Jako poseł nie mógłby liczyć na wysokie uposażenie. To około trzech tysięcy złotych, które normalnie przysługują za pełnienie służby państwu. Jarosław Kaczyński dostaje jednak dodatkowo ponad 21 tysięcy złotych, ponieważ nadal utrzymuje pensję wicepremiera. Dziennikarzom udało się ustalić, dlaczego Kancelaria Prezesa Rady Ministrów wciąż płaci "szeregowemu posłowi".
Reklama.
Reklama.
Diabeł tkwi w szczegółach i o tym przekonał się każdy, kto stał się ofiarą zapisów umownych. Te w przypadku Jarosława Kaczyńskiego zadziałały jednak na jego korzyść. To udało się ustalić dziennikarzom "Faktu", którzy sprawdzili, jakie wynagrodzenie otrzymuje aktualnie Jarosław Kaczyński.
Prezes PiS jeszcze niedawno pełnił bowiem funkcję nie tylko szefa partii, ale też wicepremiera ds. bezpieczeństwa. Tym już od dawna nie jest, ale... pensja mu została.
Zarobki Kaczyńskiego jak za czasów rządu PiS
Jak podaje "Fakt", Jarosław Kaczyński ma prawo do uposażenia poselskiego (2 tys. 826 zł 64 gr brutto), a także do emerytury, która miesięcznie wynosi 8 tys. 230 zł brutto. Taką kwotę prezes zresztą sam podał w oświadczeniu majątkowym. Jego zarobki skoczyły ponad dwukrotnie, kiedy ponownie wszedł do rządu w ubiegłym roku.
Kilka miesięcy po przejęciu funkcji wicepremiera, PiS przestało rządzić. Prezes PiS jednak wciąż z KPRM dostaje pieniądze – podaje "Fakt". Te nie są też małe, bo mowa o ponad 21 tysiącach zł miesięcznie. Skąd wysokie uposażenie, skoro Kaczyńskiego w rządzie już nie ma? Na to wprost wskazują przepisy, zgodnie z którymi był zatrudniony w rządzie.
"Zasady wynagradzania osób zajmujących kierownicze stanowiska reguluje ustawa o wynagrodzeniu osób zajmujących kierownicze stanowiska państwowe. Poszczególne rozliczenia zależą od indywidualnej sytuacji zawodowej" – dowiedział się "Fakt", który uzyskał odpowiedź od Centrum Informacyjnego Rządu.
Chodzi bowiem o zapis, który mówi, że jeżeli osoba podjęła inną pracę, w której ma mniejsze wynagrodzenie, to otrzymuje dodatek wyrównawczy zależny od stażu. Jak wynika z ustaleń gazety, Jarosław Kaczyński wynagrodzenie utrzyma jeszcze do końca stycznia.

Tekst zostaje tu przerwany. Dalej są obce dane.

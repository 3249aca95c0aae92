use std::fmt;

use thiserror::Error;

/// Key storage location inside the openkey card application
///
/// Slot 0 holds the application master key and is reserved for the
/// producer. Slots `1..=KeySlot::MAX` can be claimed by managers.
#[derive(Debug, Clone, Copy, PartialEq, Eq, PartialOrd, Ord, Hash)]
pub struct KeySlot(u8);

impl KeySlot {
    /// Number of keys in the card application
    pub const COUNT: u8 = 14;

    pub const MAX: u8 = Self::COUNT - 1;

    pub const APPLICATION_MASTER: KeySlot = KeySlot(0);

    pub fn new(slot: u8) -> Result<Self, SlotError> {
        if slot > Self::MAX {
            return Err(SlotError::OutOfRange {
                slot,
                max: Self::MAX,
            });
        }
        Ok(Self(slot))
    }

    pub fn value(self) -> u8 {
        self.0
    }

    /// Whether a manager may install its key here
    pub fn is_owner_slot(self) -> bool {
        self != Self::APPLICATION_MASTER
    }

    /// All slots a manager may claim, lowest first
    pub fn owner_slots() -> impl Iterator<Item = KeySlot> {
        (1..=Self::MAX).map(KeySlot)
    }
}

impl fmt::Display for KeySlot {
    fn fmt(&self, f: &mut fmt::Formatter<'_>) -> fmt::Result {
        write!(f, "{}", self.0)
    }
}

impl TryFrom<u8> for KeySlot {
    type Error = SlotError;

    fn try_from(slot: u8) -> Result<Self, Self::Error> {
        Self::new(slot)
    }
}

#[derive(Error, Debug, Clone, PartialEq, Eq)]
pub enum SlotError {
    #[error("Slot {slot} out of range, maximum is {max}")]
    OutOfRange { slot: u8, max: u8 },
}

Rząd marionetkowy, żeby dostać odprawy?
Kwestie finansowe były wskazywane jako powód podjęcia (skazanej z góry na porażkę) próby formowania rządu Mateusza Morawieckiego.

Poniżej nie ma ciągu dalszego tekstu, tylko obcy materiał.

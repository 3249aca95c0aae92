//! In-memory card implementing `TagSession`
//!
//! Models the parts of a DESFire-like card the protocol relies on: a card
//! master key, applications with key tables, files with access rights, and
//! per-session authentication state. Faults can be injected per call and
//! the card can be pulled from the field.

use std::collections::{BTreeMap, VecDeque};

use tracing::trace;

use crate::model::{Access, ApplicationId, DerivedKey, FileAccess, FileId};
use crate::ports::{FaultKind, TagResult, TagSession, TransportFault};

/// Length of the factory default keys
pub const DEFAULT_KEY_LEN: usize = 16;

/// Tag operations, used to target fault injection
#[derive(Debug, Clone, Copy, PartialEq, Eq, Hash)]
pub enum TagCall {
    Uid,
    SelectApplication,
    CreateApplication,
    Authenticate,
    ChangeKey,
    FormatPicc,
    CreateFile,
    WriteFile,
    ReadFile,
}

#[derive(Debug, Clone)]
struct SimFile {
    access: FileAccess,
    contents: Vec<u8>,
}

#[derive(Debug, Clone)]
struct SimApplication {
    keys: Vec<Vec<u8>>,
    files: BTreeMap<FileId, SimFile>,
}

#[derive(Debug, Clone)]
pub struct SimulatedTag {
    uid: Vec<u8>,
    picc_keys: Vec<Vec<u8>>,
    applications: BTreeMap<u32, SimApplication>,
    selected: ApplicationId,
    authenticated: Option<u8>,
    removed: bool,
    faults: VecDeque<(TagCall, FaultKind)>,
}

impl SimulatedTag {
    /// A factory-fresh card with the given UID
    pub fn blank(uid: &[u8]) -> Self {
        Self {
            uid: uid.to_vec(),
            picc_keys: vec![vec![0u8; DEFAULT_KEY_LEN]],
            applications: BTreeMap::new(),
            selected: ApplicationId::PICC,
            authenticated: None,
            removed: false,
            faults: VecDeque::new(),
        }
    }

    /// Make the next `call` fail with `kind`
    ///
    /// Injected faults queue up and are consumed in order of their calls.
    pub fn fail_next(&mut self, call: TagCall, kind: FaultKind) {
        self.faults.push_back((call, kind));
    }

    /// Pull the card out of the field; every call fails until reinserted
    pub fn remove(&mut self) {
        self.removed = true;
    }

    /// Put the card back, starting a fresh session
    pub fn reinsert(&mut self) {
        self.removed = false;
        self.reset_session();
    }

    /// Drop selection and authentication, as a new reader session would
    pub fn reset_session(&mut self) {
        self.selected = ApplicationId::PICC;
        self.authenticated = None;
    }

    pub fn has_application(&self, aid: ApplicationId) -> bool {
        self.applications.contains_key(&aid.value())
    }

    /// Raw file contents, bypassing access rights
    pub fn peek_file(&self, aid: ApplicationId, file: FileId) -> Option<&[u8]> {
        self.applications
            .get(&aid.value())
            .and_then(|app| app.files.get(&file))
            .map(|f| f.contents.as_slice())
    }

    fn check(&mut self, call: TagCall) -> TagResult<()> {
        if self.removed {
            return Err(TransportFault::new(FaultKind::TagRemoved, "no tag in field"));
        }
        if let Some(index) = self.faults.iter().position(|(c, _)| *c == call) {
            if let Some((_, kind)) = self.faults.remove(index) {
                trace!(?call, ?kind, "Injecting fault");
                self.authenticated = None;
                return Err(TransportFault::new(kind, format!("injected on {:?}", call)));
            }
        }
        Ok(())
    }

    fn keys_mut(&mut self) -> TagResult<&mut Vec<Vec<u8>>> {
        if self.selected == ApplicationId::PICC {
            return Ok(&mut self.picc_keys);
        }
        let aid = self.selected;
        self.applications
            .get_mut(&aid.value())
            .map(|app| &mut app.keys)
            .ok_or_else(|| TransportFault::new(FaultKind::NotFound, format!("application {aid}")))
    }

    fn selected_application(&mut self) -> TagResult<&mut SimApplication> {
        let aid = self.selected;
        if aid == ApplicationId::PICC {
            return Err(TransportFault::new(
                FaultKind::NotFound,
                "no application selected",
            ));
        }
        self.applications
            .get_mut(&aid.value())
            .ok_or_else(|| TransportFault::new(FaultKind::NotFound, format!("application {aid}")))
    }

    fn require_key(&self, key_no: u8, what: &str) -> TagResult<()> {
        if self.authenticated != Some(key_no) {
            return Err(TransportFault::new(
                FaultKind::PermissionDenied,
                format!("{what} requires key {key_no}"),
            ));
        }
        Ok(())
    }

    fn permits(&self, access: Access) -> bool {
        match access {
            Access::Free => true,
            Access::Key(key_no) => self.authenticated == Some(key_no),
        }
    }
}

impl TagSession for SimulatedTag {
    fn uid(&mut self) -> TagResult<Vec<u8>> {
        self.check(TagCall::Uid)?;
        Ok(self.uid.clone())
    }

    fn select_application(&mut self, aid: ApplicationId) -> TagResult<()> {
        self.check(TagCall::SelectApplication)?;
        self.authenticated = None;
        if aid != ApplicationId::PICC && !self.has_application(aid) {
            return Err(TransportFault::new(
                FaultKind::NotFound,
                format!("application {aid}"),
            ));
        }
        self.selected = aid;
        Ok(())
    }

    fn create_application(&mut self, aid: ApplicationId, key_count: u8) -> TagResult<()> {
        self.check(TagCall::CreateApplication)?;
        if self.selected != ApplicationId::PICC {
            return Err(TransportFault::new(
                FaultKind::PermissionDenied,
                "applications are created at card level",
            ));
        }
        self.require_key(0, "create application")?;
        if self.has_application(aid) {
            return Err(TransportFault::new(
                FaultKind::Other,
                format!("duplicate application {aid}"),
            ));
        }
        self.applications.insert(
            aid.value(),
            SimApplication {
                keys: vec![vec![0u8; DEFAULT_KEY_LEN]; key_count as usize],
                files: BTreeMap::new(),
            },
        );
        Ok(())
    }

    fn authenticate(&mut self, key_no: u8, key: &DerivedKey) -> TagResult<()> {
        self.check(TagCall::Authenticate)?;
        self.authenticated = None;
        let stored = self
            .keys_mut()?
            .get(key_no as usize)
            .cloned()
            .ok_or_else(|| TransportFault::new(FaultKind::NotFound, format!("key {key_no}")))?;
        if stored.as_slice() != key.as_bytes() {
            return Err(TransportFault::new(
                FaultKind::AuthenticationError,
                format!("key {key_no} rejected"),
            ));
        }
        self.authenticated = Some(key_no);
        Ok(())
    }

    fn change_key(&mut self, key_no: u8, new_key: &DerivedKey) -> TagResult<()> {
        self.check(TagCall::ChangeKey)?;
        self.require_key(key_no, "change key")?;
        let keys = self.keys_mut()?;
        let slot = keys
            .get_mut(key_no as usize)
            .ok_or_else(|| TransportFault::new(FaultKind::NotFound, format!("key {key_no}")))?;
        *slot = new_key.as_bytes().to_vec();
        self.authenticated = None;
        Ok(())
    }

    fn format_picc(&mut self) -> TagResult<()> {
        self.check(TagCall::FormatPicc)?;
        if self.selected != ApplicationId::PICC {
            return Err(TransportFault::new(
                FaultKind::PermissionDenied,
                "format requires card level",
            ));
        }
        self.require_key(0, "format")?;
        self.applications.clear();
        Ok(())
    }

    fn create_file(
        &mut self,
        file: FileId,
        access: FileAccess,
        contents: &[u8],
    ) -> TagResult<()> {
        self.check(TagCall::CreateFile)?;
        self.require_key(0, "create file")?;
        let app = self.selected_application()?;
        if app.files.contains_key(&file) {
            return Err(TransportFault::new(
                FaultKind::Other,
                format!("duplicate file {file}"),
            ));
        }
        app.files.insert(
            file,
            SimFile {
                access,
                contents: contents.to_vec(),
            },
        );
        Ok(())
    }

    fn write_file(&mut self, file: FileId, contents: &[u8]) -> TagResult<()> {
        self.check(TagCall::WriteFile)?;
        let authenticated = self.authenticated;
        let app = self.selected_application()?;
        let entry = app
            .files
            .get_mut(&file)
            .ok_or_else(|| TransportFault::new(FaultKind::NotFound, format!("file {file}")))?;
        let allowed = match entry.access.write {
            Access::Free => true,
            Access::Key(key_no) => authenticated == Some(key_no),
        };
        if !allowed {
            return Err(TransportFault::new(
                FaultKind::PermissionDenied,
                format!("write to file {file}"),
            ));
        }
        entry.contents = contents.to_vec();
        Ok(())
    }

    fn read_file(&mut self, file: FileId) -> TagResult<Vec<u8>> {
        self.check(TagCall::ReadFile)?;
        let app = self.selected_application()?;
        let entry = app
            .files
            .get(&file)
            .cloned()
            .ok_or_else(|| TransportFault::new(FaultKind::NotFound, format!("file {file}")))?;
        if !self.permits(entry.access.read) {
            return Err(TransportFault::new(
                FaultKind::PermissionDenied,
                format!("read of file {file}"),
            ));
        }
        Ok(entry.contents)
    }
}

Powołani na chwilę ministrowie otrzymali bowiem pensje, a do tego mieli prawo do wysokich odpraw, o czym informowaliśmy zresztą w naTemat. To, że rząd nie otrzymał wotum zaufania, nie oznaczało bowiem, że ministrowie nie podjęli formalnie pracy. Zgodnie z przepisami pieniądze więc się należały.
Sprawę tłumaczył w rozmowie z "Rzeczpospolitą" konstytucjonalista prof. Andrzej Jackiewicz. Jak mówił, organ ten nie miał jeszcze tzw. "inwestytury parlamentarnej", ale ministrowie są de facto pełnoprawnymi członkami gabinetu.
Kwestia ta była wielokrotnie krytykowana, w tym przez marszałka Szymona Hołownię, który zachęcał premiera Morawieckiego, by ten zachował twarz. Ostatecznie doszło do powołania gabinetu i wygłoszenia exposé, a premier z PiS - zgodnie z przewidywaniami - nie uzyskał wotum zaufania.